Durante una semana estuvimos recorriendo el río San Juan, desde Maitena hasta el Guarnón; exploramos arroyos y manantiales, acequias y riachuelos, sin dejar de sumergirnos en todos y cada uno de ellos, esperando nos fuera concedida la gracia de la vida eterna y la inmarchitable juventud; pero, al séptimo día, cundió el desánimo en la tropa al no obtener por más virtud que: magulladuras, torcimientos de tobillo y algún que otro resfriado por obra y gracia de las gélidas aguas del deshielo de Sierra Nevada.

Y así, aquel verano del 78 quedó en mi recuerdo por haber soñado con alcanzar aquella quimera.

Cada vez que volvía al pueblo me acordaba de la frustración sufrida y no paraba de pensar en lo cerca que estuvimos de encontrar aquella Fuente de la Vida.

Y no andaba desencaminado porque esa eterna juventud se hallaba más cerca de lo que me pensaba, tan cerca que estaba a simple vista, bastaba con saber interpretar los signos que los moradores de aquel pueblo presentaban, empezando por mis abuelos, que con cerca de noventa y tantos años gozaban de excelente salud, fuertes como robles.

Como cada día después del almuerzo, mi abuela Mama Paquita, se zampaba de postre un plato de cerezas.

Al verla con qué entusiasmo y salud las engullía, me sentí Arquímedes y grité: «¡Eureka!, ¡son las Cerezas!». Gracias a mis conocimientos de Biología, donde por cierto también había sacado otra matrícula, lo había encontrado.

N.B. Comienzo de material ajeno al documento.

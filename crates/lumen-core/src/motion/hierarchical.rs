//! Coarse-to-fine patch-match over a Gaussian pyramid.
//!
//! The coarsest level is searched with the full match radius (optionally
//! seeded by the FFT global translation); every finer level only refines the
//! upsampled field within a small radius.

use serde::{Deserialize, Serialize};
use tracing::debug;

use crate::error::Result;
use crate::frame::{Plane, VectorField};

use super::patch_match::{patch_match, PatchMatchParams};
use super::phase_correlation::global_translation;
use super::pyramid::{build_pyramid, upsample_field};

/// Refinement radius used on every level below the coarsest.
const REFINE_RADIUS: usize = 2;

/// Parameters for hierarchical patch-match alignment.
#[derive(Clone, Debug, PartialEq, Serialize, Deserialize)]
pub struct HierarchicalParams {
    /// Downsampled pyramid levels on top of the original resolution.
    pub levels: usize,
    /// Search radius at the coarsest level, in coarse pixels.
    pub match_radius: usize,
    pub patch_radius: usize,
    pub iterations: usize,
    /// Seed the coarsest level with the FFT phase-correlation translation.
    pub global_prior: bool,
}

pub fn hierarchical_patch_match(
    reference: &Plane,
    candidate: &Plane,
    params: &HierarchicalParams,
) -> Result<VectorField> {
    let ref_pyramid = build_pyramid(reference, params.levels);
    let cand_pyramid = build_pyramid(candidate, params.levels);
    let coarsest = ref_pyramid.len().min(cand_pyramid.len()) - 1;

    let (ch, cw) = ref_pyramid[coarsest].dim();
    let mut field = if params.global_prior {
        let (dx, dy) = global_translation(reference, candidate)?;
        let scale = (1usize << coarsest) as f32;
        debug!(dx, dy, "Global translation prior");
        VectorField::constant(ch, cw, dx / scale, dy / scale)
    } else {
        VectorField::zeros(ch, cw)
    };

    for level in (0..=coarsest).rev() {
        let ref_level = &ref_pyramid[level];
        let (h, w) = ref_level.dim();
        if field.dim() != (h, w) {
            field = upsample_field(&field, h, w);
        }

        let level_params = PatchMatchParams {
            match_radius: if level == coarsest {
                params.match_radius
            } else {
                REFINE_RADIUS.min(params.match_radius.max(1))
            },
            patch_radius: params.patch_radius,
            iterations: params.iterations,
        };
        field = patch_match(ref_level, &cand_pyramid[level], &level_params, Some(&field));
    }

    Ok(field)
}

Estaba claro que su consumo casi a diario durante la temporada de verano presentaba notables beneficios para la salud, pues estas son una excelente fuente de antioxidantes, además de favorecer el sueño y el reposo nocturno, son muy ricas en triptófano y serotonina, precursores de la melatonina, hormona calificada como de la eterna juventud, pues favorecen y potencian el descanso nocturno, el sistema inmune y el buen humor.

Y así, tres años después y sin transitar al Nuevo Mundo, un Poncio pudo reparar la injusticia que la vida, desposeída en la persecución de un sueño errático, le había quitado a otro Ponce.